Ukrainian painter of the New Ukrainian Wave

Oleg Mykolayovych Holosiy (31 May 1965 – 18 January 1993) was a Ukrainian painter and one of the key representatives of the New Wave of Ukrainian art that formed in the last Soviet years and the first years of independence. He became associated with the Kyiv “Paris Commune” squat. He is regarded as a significant figure in the history of Ukrainian contemporary art.

== Biography ==
Holosiy was born in 1965 in Dnipropetrovsk (now Dnipro). He studied at the Yevhen Vuchetych Dnipro Art School in the workshop of Leonid Antonyuk, graduating in 1984. He later continued his education at the Kyiv State Art Institute, in the Department of Monumental Painting, graduating in 1990.

After moving to Kyiv, Holosiy joined the community of artists around the “Paris Commune” group, where he worked alongside Valeriia Trubina, Oleksandr Hnylytskyi, Yurii Solomko, Nataliia Filonenko and others. In the late 1980s and early 1990s he took part in a number of important exhibitions of the time, including Silence (Shtyl) in Kyiv in 1992 and Postanesthesia in Munich in 1992. By the early 1990s he had become a notable figure of the Ukrainian New Wave and exerted a substantial influence on other artists in Ukraine and abroad.

Holosiy’s work is often described as expressive, drawing on literature, cinema, religion and reflections on life and death.

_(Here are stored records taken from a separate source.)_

use crate::error::ConfigError;
use serde::Deserialize;
use std::env;
use std::time::Duration;

pub const DNS_TIMEOUT_VAR: &str = "MAILSIFT_DNS_TIMEOUT_SECS";
pub const BLACKLIST_VAR: &str = "MAILSIFT_BLACKLIST";

/// Library settings.
///
/// Everything is optional: an empty configuration means "resolver defaults
/// and the built-in blacklist seed".
#[derive(Debug, Clone, Default, PartialEq, Eq, Deserialize)]
#[serde(default)]
pub struct Config {
    /// Per-query DNS timeout, in seconds. `None` keeps the resolver default.
    pub dns_timeout_secs: Option<u64>,
    /// Domains added to the process-wide blacklist on top of the default seed.
    pub extra_blacklist: Vec<String>,
}

impl Config {
    /// Reads the configuration from the environment, loading a `.env` file
    /// first when one is present.
    ///
    /// # Environment
    /// * `MAILSIFT_DNS_TIMEOUT_SECS` - positive integer, seconds
    /// * `MAILSIFT_BLACKLIST` - comma-separated list of domains
    pub fn from_env() -> Result<Self, ConfigError> {
        dotenv::dotenv().ok();
        Self::from_lookup(|key| env::var(key).ok())
    }

    /// Builds the configuration from an arbitrary variable source.
    pub fn from_lookup<F>(lookup: F) -> Result<Self, ConfigError>
    where
        F: Fn(&str) -> Option<String>,
    {
        let dns_timeout_secs = match lookup(DNS_TIMEOUT_VAR) {
            Some(raw) => Some(parse_timeout(&raw)?),
            None => None,
        };

        let extra_blacklist = lookup(BLACKLIST_VAR)
            .map(|raw| parse_domain_list(&raw))
            .unwrap_or_default();

        Ok(Self {
            dns_timeout_secs,
            extra_blacklist,
        })
    }

    /// Sets the DNS timeout, rounded up to whole seconds. A zero duration
    /// keeps the resolver default.
    pub fn with_dns_timeout(mut self, timeout: Duration) -> Self {
        let secs = timeout.as_secs() + u64::from(timeout.subsec_nanos() > 0);
        self.dns_timeout_secs = (secs > 0).then_some(secs);
        self
    }

    pub fn with_extra_blacklist<I, S>(mut self, domains: I) -> Self
    where
        I: IntoIterator<Item = S>,
        S: Into<String>,
    {
        self.extra_blacklist.extend(domains.into_iter().map(Into::into));
        self
    }

    pub fn dns_timeout(&self) -> Option<Duration> {
        self.dns_timeout_secs
            .filter(|&secs| secs > 0)
            .map(Duration::from_secs)
    }
}

fn parse_timeout(raw: &str) -> Result<u64, ConfigError> {
    match raw.trim().parse::<u64>() {
        Ok(secs) if secs > 0 => Ok(secs),
        _ => Err(ConfigError::InvalidValue {
            key: DNS_TIMEOUT_VAR,
            value: raw.to_string(),
        }),
    }
}

fn parse_domain_list(raw: &str) -> Vec<String> {
    raw.split(',')
        .map(str::trim)
        .filter(|domain| !domain.is_empty())
        .map(str::to_string)
        .collect()
}

#[cfg(test)]
mod tests {
    use super::*;
    use std::collections::HashMap;

    fn lookup_from(pairs: &[(&str, &str)]) -> impl Fn(&str) -> Option<String> {
        let vars: HashMap<String, String> = pairs
            .iter()
            .map(|(k, v)| (k.to_string(), v.to_string()))
            .collect();
        move |key| vars.get(key).cloned()
    }

    #[test]
    fn test_empty_environment() {
        let config = Config::from_lookup(lookup_from(&[])).unwrap();
        assert_eq!(config, Config::default());
        assert_eq!(config.dns_timeout(), None);
    }

    #[test]
    fn test_reads_timeout_and_blacklist() {
        let config = Config::from_lookup(lookup_from(&[
            (DNS_TIMEOUT_VAR, "3"),
            (BLACKLIST_VAR, " spam.example , ,junk.example"),
        ]))
        .unwrap();

        assert_eq!(config.dns_timeout(), Some(Duration::from_secs(3)));
        assert_eq!(config.extra_blacklist, vec!["spam.example", "junk.example"]);
    }

    #[test]
    fn test_rejects_bad_timeout() {
        for raw in ["0", "-1", "soon", ""] {
            let err = Config::from_lookup(lookup_from(&[(DNS_TIMEOUT_VAR, raw)])).unwrap_err();
            assert_eq!(
                err,
                ConfigError::InvalidValue {
                    key: DNS_TIMEOUT_VAR,
                    value: raw.to_string(),
                }
            );
        }
    }

    #[test]
    fn test_builder_setters() {
        let config = Config::default()
            .with_dns_timeout(Duration::from_secs(5))
            .with_extra_blacklist(["a.example", "b.example"]);
        assert_eq!(config.dns_timeout_secs, Some(5));
        assert_eq!(config.extra_blacklist.len(), 2);
    }

    #[test]
    fn test_sub_second_timeout_rounds_up() {
        let config = Config::default().with_dns_timeout(Duration::from_millis(500));
        assert_eq!(config.dns_timeout(), Some(Duration::from_secs(1)));

        let config = Config::default().with_dns_timeout(Duration::from_millis(2500));
        assert_eq!(config.dns_timeout(), Some(Duration::from_secs(3)));
    }

    #[test]
    fn test_zero_timeout_keeps_default() {
        let config = Config::default().with_dns_timeout(Duration::ZERO);
        assert_eq!(config.dns_timeout_secs, None);
        assert_eq!(config.dns_timeout(), None);

        let config: Config = serde_json::from_str(r#"{"dns_timeout_secs": 0}"#).unwrap();
        assert_eq!(config.dns_timeout(), None);
    }

    #[test]
    fn test_deserialize_partial() {
        let config: Config = serde_json::from_str(r#"{"dns_timeout_secs": 2}"#).unwrap();
        assert_eq!(config.dns_timeout_secs, Some(2));
        assert!(config.extra_blacklist.is_empty());
    }
}
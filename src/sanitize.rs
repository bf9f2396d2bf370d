use std::fmt;

/// A total string transform applied to a raw address.
///
/// Implemented for every `Fn(&str) -> String`.
pub trait Sanitizer {
    fn sanitize(&self, email: &str) -> String;
}

impl<F> Sanitizer for F
where
    F: Fn(&str) -> String,
{
    fn sanitize(&self, email: &str) -> String {
        self(email)
    }
}

/// Applies `sanitizers` in order, each one receiving the previous output.
///
/// # Arguments
/// * `email` - Raw address; it does not have to be well formed
/// * `sanitizers` - Transforms to apply, in order
///
/// # Returns
/// The transformed address. An empty `sanitizers` slice returns `email`
/// unchanged.
///
/// # Examples
/// ```
/// use mailsift::sanitize::{remove_after_plus, sanitize_email, to_lower, trim_space};
///
/// let clean = sanitize_email("  Jane+News@Example.COM ", &[&trim_space, &remove_after_plus, &to_lower]);
/// assert_eq!(clean, "jane@example.com");
/// ```
pub fn sanitize_email(email: &str, sanitizers: &[&dyn Sanitizer]) -> String {
    sanitizers
        .iter()
        .fold(email.to_string(), |email, sanitizer| sanitizer.sanitize(&email))
}

pub fn to_lower(email: &str) -> String {
    email.to_lowercase()
}

pub fn trim_space(email: &str) -> String {
    email.trim().to_string()
}

/// Drops every character above U+007F, keeping the others in order.
pub fn remove_non_ascii(email: &str) -> String {
    email.chars().filter(char::is_ascii).collect()
}

/// Removes the `+tag` suffix of the local part: `name+tag@gmail.com` becomes
/// `name@gmail.com`. Input that does not split on `@` into exactly two parts
/// is returned unchanged.
pub fn remove_after_plus(email: &str) -> String {
    let mut parts = email.split('@');
    let (Some(username), Some(domain), None) = (parts.next(), parts.next(), parts.next()) else {
        return email.to_string();
    };

    let username = username.split_once('+').map_or(username, |(head, _)| head);
    format!("{username}@{domain}")
}

/// Reusable, ordered set of sanitizers.
#[derive(Default)]
pub struct SanitizerPipeline {
    sanitizers: Vec<Box<dyn Sanitizer + Send + Sync>>,
}

impl SanitizerPipeline {
    pub fn new() -> Self {
        Self::default()
    }

    /// Appends a sanitizer; sanitizers run in insertion order.
    pub fn with(mut self, sanitizer: impl Sanitizer + Send + Sync + 'static) -> Self {
        self.sanitizers.push(Box::new(sanitizer));
        self
    }

    pub fn len(&self) -> usize {
        self.sanitizers.len()
    }

    pub fn is_empty(&self) -> bool {
        self.sanitizers.is_empty()
    }

    pub fn run(&self, email: &str) -> String {
        self.sanitizers
            .iter()
            .fold(email.to_string(), |email, sanitizer| sanitizer.sanitize(&email))
    }
}

impl fmt::Debug for SanitizerPipeline {
    fn fmt(&self, f: &mut fmt::Formatter<'_>) -> fmt::Result {
        f.debug_struct("SanitizerPipeline")
            .field("sanitizers", &self.sanitizers.len())
            .finish()
    }
}

#[cfg(test)]
mod tests {
    use super::*;

    #[test]
    fn test_lowercase() {
        assert_eq!(
            sanitize_email("EXAMPLE@EXAMPLE.COM", &[&to_lower]),
            "example@example.com"
        );
    }

    #[test]
    fn test_trim_spaces() {
        assert_eq!(
            sanitize_email("   example@example.com \t\n", &[&trim_space]),
            "example@example.com"
        );
    }

    #[test]
    fn test_remove_after_plus() {
        assert_eq!(remove_after_plus("name+tag@domain.com"), "name@domain.com");
        assert_eq!(remove_after_plus("name+a+b@domain.com"), "name@domain.com");
        assert_eq!(remove_after_plus("name@do+main.com"), "name@do+main.com");
        assert_eq!(remove_after_plus("name@domain.com"), "name@domain.com");
    }

    #[test]
    fn test_remove_after_plus_needs_single_separator() {
        assert_eq!(remove_after_plus("name+tag"), "name+tag");
        assert_eq!(remove_after_plus("a+b@c@d.com"), "a+b@c@d.com");
        assert_eq!(remove_after_plus(""), "");
    }

    #[test]
    fn test_remove_non_ascii() {
        assert_eq!(
            sanitize_email("ëxamplë@example.com", &[&remove_non_ascii]),
            "xampl@example.com"
        );
        assert_eq!(remove_non_ascii("用户@例子.中国"), "@.");
    }

    #[test]
    fn test_no_sanitizers() {
        assert_eq!(sanitize_email(" As Is ", &[]), " As Is ");
    }

    #[test]
    fn test_multiple_sanitizers() {
        let sanitizers: [&dyn Sanitizer; 4] =
            [&trim_space, &remove_non_ascii, &remove_after_plus, &to_lower];
        assert_eq!(
            sanitize_email("   ëxamplë+spam@EXAmplë.COM   ", &sanitizers),
            "xampl@exampl.com"
        );
    }

    #[test]
    fn test_composition_matches_sequential_application() {
        let input = "  Mixed+Tag@Exämple.com ";
        let composed = sanitize_email(input, &[&trim_space, &to_lower, &remove_after_plus]);
        let sequential = remove_after_plus(&to_lower(&trim_space(input)));
        assert_eq!(composed, sequential);

        let first = sanitize_email(input, &[&trim_space, &to_lower]);
        assert_eq!(sanitize_email(&first, &[&remove_after_plus]), composed);
    }

    #[test]
    fn test_order_matters() {
        // 'İ' lowercases to 'i' plus a combining dot.
        let input = "İnfo@example.com";
        assert_eq!(
            sanitize_email(input, &[&to_lower, &remove_non_ascii]),
            "info@example.com"
        );
        assert_eq!(
            sanitize_email(input, &[&remove_non_ascii, &to_lower]),
            "nfo@example.com"
        );
    }

    #[test]
    fn test_closures_are_sanitizers() {
        let strip_dots = |email: &str| email.replace('.', "");
        assert_eq!(sanitize_email("a.b@c", &[&strip_dots]), "ab@c");
    }

    #[test]
    fn test_pipeline() {
        let pipeline = SanitizerPipeline::new()
            .with(trim_space)
            .with(remove_after_plus)
            .with(to_lower);
        assert_eq!(pipeline.len(), 3);
        assert!(!pipeline.is_empty());
        assert_eq!(pipeline.run(" Jane+X@Example.com "), "jane@example.com");
        assert_eq!(SanitizerPipeline::new().run(" x "), " x ");
    }
}
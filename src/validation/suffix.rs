use crate::error::ValidationError;
use psl::Type;

/// Rejects domains whose public suffix is not managed by ICANN.
///
/// The lookup runs against the public suffix list compiled into the `psl`
/// crate, so it is only as fresh as the dependency. Unknown TLDs and private
/// suffixes (`blogspot.com`, `github.io`, ...) both fail. Treat a failure as a
/// hint rather than proof that the address is unusable.
pub fn validate_icann_suffix(_username: &str, domain: &str) -> Result<(), ValidationError> {
    if is_icann_domain(domain) {
        Ok(())
    } else {
        Err(ValidationError::InvalidIcannSuffix)
    }
}

/// Returns `true` if the public suffix of `domain` is an ICANN section entry.
pub fn is_icann_domain(domain: &str) -> bool {
    let domain = domain.to_lowercase();
    psl::suffix(domain.as_bytes())
        .and_then(|suffix| suffix.typ())
        .is_some_and(|typ| typ == Type::Icann)
}

#[cfg(test)]
mod tests {
    use super::*;

    #[test]
    fn test_icann_suffixes() {
        assert!(validate_icann_suffix("user", "example.com").is_ok());
        assert!(validate_icann_suffix("user", "example.co.uk").is_ok());
        assert!(validate_icann_suffix("user", "mail.example.org").is_ok());
    }

    #[test]
    fn test_suffix_lookup_ignores_case() {
        assert!(is_icann_domain("EXAMPLE.COM"));
        assert!(is_icann_domain("Example.Co.Uk"));
    }

    #[test]
    fn test_unknown_tld() {
        assert_eq!(
            validate_icann_suffix("user", "example.comm"),
            Err(ValidationError::InvalidIcannSuffix)
        );
        assert!(!is_icann_domain("localhost"));
    }

    #[test]
    fn test_private_suffix() {
        assert!(!is_icann_domain("someone.github.io"));
    }

    #[test]
    fn test_domain_literal() {
        assert!(!is_icann_domain("[192.168.0.1]"));
    }
}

During his life he collaborated with the Moscow gallery “Regina” and exhibited both in Ukraine and internationally.

Holosiy died in Kyiv in 1993 at the age of 27.

== Work ==
Over approximately the last five years of his life Holosiy created more than 270 paintings, along with numerous graphic works, which have been described as benchmarks of a distinctive artistic identity seeking alternatives to Soviet academicism and engaging with international postmodernist tendencies such as the Italian Transavantgarde. His monumental painting Psychedelic Attack of Blue Rabbits was acquired for the collection of the Kelvingrove Art Gallery and Museum in Glasgow, Scotland.

His works are held in private collections and institutions in Ukraine and abroad, and he is frequently cited as a key figure of the Ukrainian New Wave and the Parcommune (Paris Commune) circle.

== Artist’s estate ==
In 2019, the artist’s brother and heir, Denys Holosiy, together with The Naked Room gallery in Kyiv, founded the Artist Estate of Oleg Holosiy. The estate aims to preserve and study the artist’s works and archive, systematize information about him, disseminate knowledge about his practice, stimulate scholarly research and prepare a catalogue raisonné. Another goal of the estate is to ensure the presence of Holosiy’s works in public museum collections in Ukraine and abroad.

To mark the foundation of the estate, The Naked Room organised the exhibition A Boy and a Comet (The Boy and the Comet) in 2019 and published a catalogue including paintings from the family collection together with drawings, sketches, notebook pages and documents.

== Exhibitions ==
In 2019, the Mystetskyi Arsenal National Art and Culture Museum Complex in Kyiv presented the large retrospective research exhibition Oleg Holosiy. Non-stop Painting. The exhibition brought together more than 70 paintings, about 50 graphic artworks and extensive archival material from around 20 museum and private collections, as well as from the artist’s estate. It formed part of a series of projects dedicated to Holosiy’s work in the context of contemporary Ukrainian art, alongside exhibitions at The Naked Room and the National Art Museum of Ukraine.

Holosiy’s work has been included in later thematic projects on Ukrainian art of the late twentieth century, such as exhibitions on the Ukrainian New Wave and the Parcommune community.